Update How DevAppServer finds classes

(As Mark Doyle points out) the DevAppServer's class loading scheme is wholly different for loading classes used by the webapp from the class loading scheme used to load the DevAppServer code itself -- And the web app class loading scheme is not the usual Eclipse project buildpath process. (I'm documenting how all this works here, for clarity, and so I can find it again.)

Looking into it I see that when loading classes for a webapp, DevAppServer calls a Google class 'IsolatedAppClassLoader' (to isolate the class loading of each webapp from each other. IsolatedAppClassLoader.loadClass() calls DevAppServerClassLoader.loadClass(), which (in most cases) eventually calls its superclass java.lang.ClassLoader.loadClass(), which, in this case calls java.net.URLClassLoader.findClass() which calls URLClassPath.getResource() which is where much of the work begins.

URLClassPath.getResource() has a 'for' loop which gets each loader listed in the URLClassPath object. In this case there are 17 (!seventeen) loaders in for the URLClassPath, all of the instances of sun.misc.URLClassPath$JarLoader (subclass of URLClassPath). -- These seem to be DevAppServer jars. My class is not found, a ClassNotFoundException is returned (at this level).

IsolatedAppClassLoader does this again (I don't understand why, but this time directly with the URLClassLoader object (the run() method), something about PrivilegedExceptionAction.run()??)) In any event, URLClassPath (from an anonymous subclass of URLClassLoader ??) runs URLClassPath.getResource(), (this the IsolatedAppClassLoader instance is a subclass of URLClassLoader!). The IsolatedAppClassLoader instance contains a 'ucp' field (URLClassPath sub object) with 21 loaders.

The first is a FileLoader instance (subclass of URLClassPath) which contains the url file: /C:/eclip/webAppName/war/WEB-INF/classes/ -- so this is where it finds all the individual classes in the war/WEB-INF/classes directory. The remaining 20 loaders are all JarLoader loaders. Of that 15 correspond to the 15 .jar files in the project's war/WEB-INF directory.

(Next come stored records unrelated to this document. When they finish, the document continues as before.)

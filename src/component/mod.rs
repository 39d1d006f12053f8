//! Components - a root element plus its state, bindings and lifecycle.
//!
//! A [`ComponentType`] describes defaults and behavior; [`Component::new`]
//! or [`Component::mount`] instantiates it on markup.

mod context;
mod definition;
mod instance;
mod refs;

pub use context::Context;
pub use definition::{Computed, ComponentType, Function, InitHook, Method, UpdateHook};
pub use instance::{Component, DispatchOptions, OnTarget, Subscription};
pub use refs::{Ref, Refs};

The remaining 5 JarLoader instances are:

file:/C:/app/eclipse/plugins/com.google.appengine.eclipse.sdkbundle_1.8.2/appengine-java-sdk-1.8.2/lib/impl/agent/appengine-agentruntime.jar!/ file:/C:/app/eclipse/plugins/com.google.appengine.eclipse.sdkbundle_1.8.2/appengine-java-sdk-1.8.2/lib/tools/jsp/repackaged-appengine-jakarta-jstl-1.1.2.jar!/ file:/C:/app/eclipse/plugins/com.google.appengine.eclipse.sdkbundle_1.8.2/appengine-java-sdk-1.8.2/lib/tools/jsp/repackaged-appengine-jakarta-standard-1.1.2.jar!/ file:/C:/app/eclipse/plugins/com.google.appengine.eclipse.sdkbundle_1.8.2/appengine-java-sdk-1.8.2/lib/tools/jsp/repackaged-appengine-jasper-jdt-6.0.29.jar!/ file:/C:/app/eclipse/plugins/com.google.appengine.eclipse.sdkbundle_1.8.2/appengine-java-sdk-1.8.2/lib/opt/tools/appengine-local-endpoints/v1/appengine-local-endpoints.jar!/

I don't know why these are on the list, probably some standard stuff for Jetty?

Upvotes: 0

Views: 247

Answers (1)

Mark Doyle
Mark Doyle

Reputation: 4874

The GAE development server (Jetty) sets it's own classpath and it doesn't pay attention to what you've configured in Eclipse's build path. That classpath includes WEB-INF/lib and so you'll need to make sure that any libraries you want to use are located there, similarly classes from your project are typically built to WEB-INF/classes. It also includes the required GAE libraries and dependencies required to emulate the production environment.

In addition GAE development environment also provides it's own class loading mechanism. This provides for access to GAE libraries and also implements restrictions to what classes can be accessed which mimics the production environment. As an example many Java IO/graphics classes are restricted and can't be used.

With regard to exports and packaging to a war file. GAE SDK doesn't work the way you might expect if you use Eclipse's WTP for web development. When launching it simply starts it's custom Jetty instance and points to the web folder. Thus if you didn't put your jar libs in the WEB-INF/lib (similarly if your classes didn't compile to WEB-INF/classes) then they won't be found.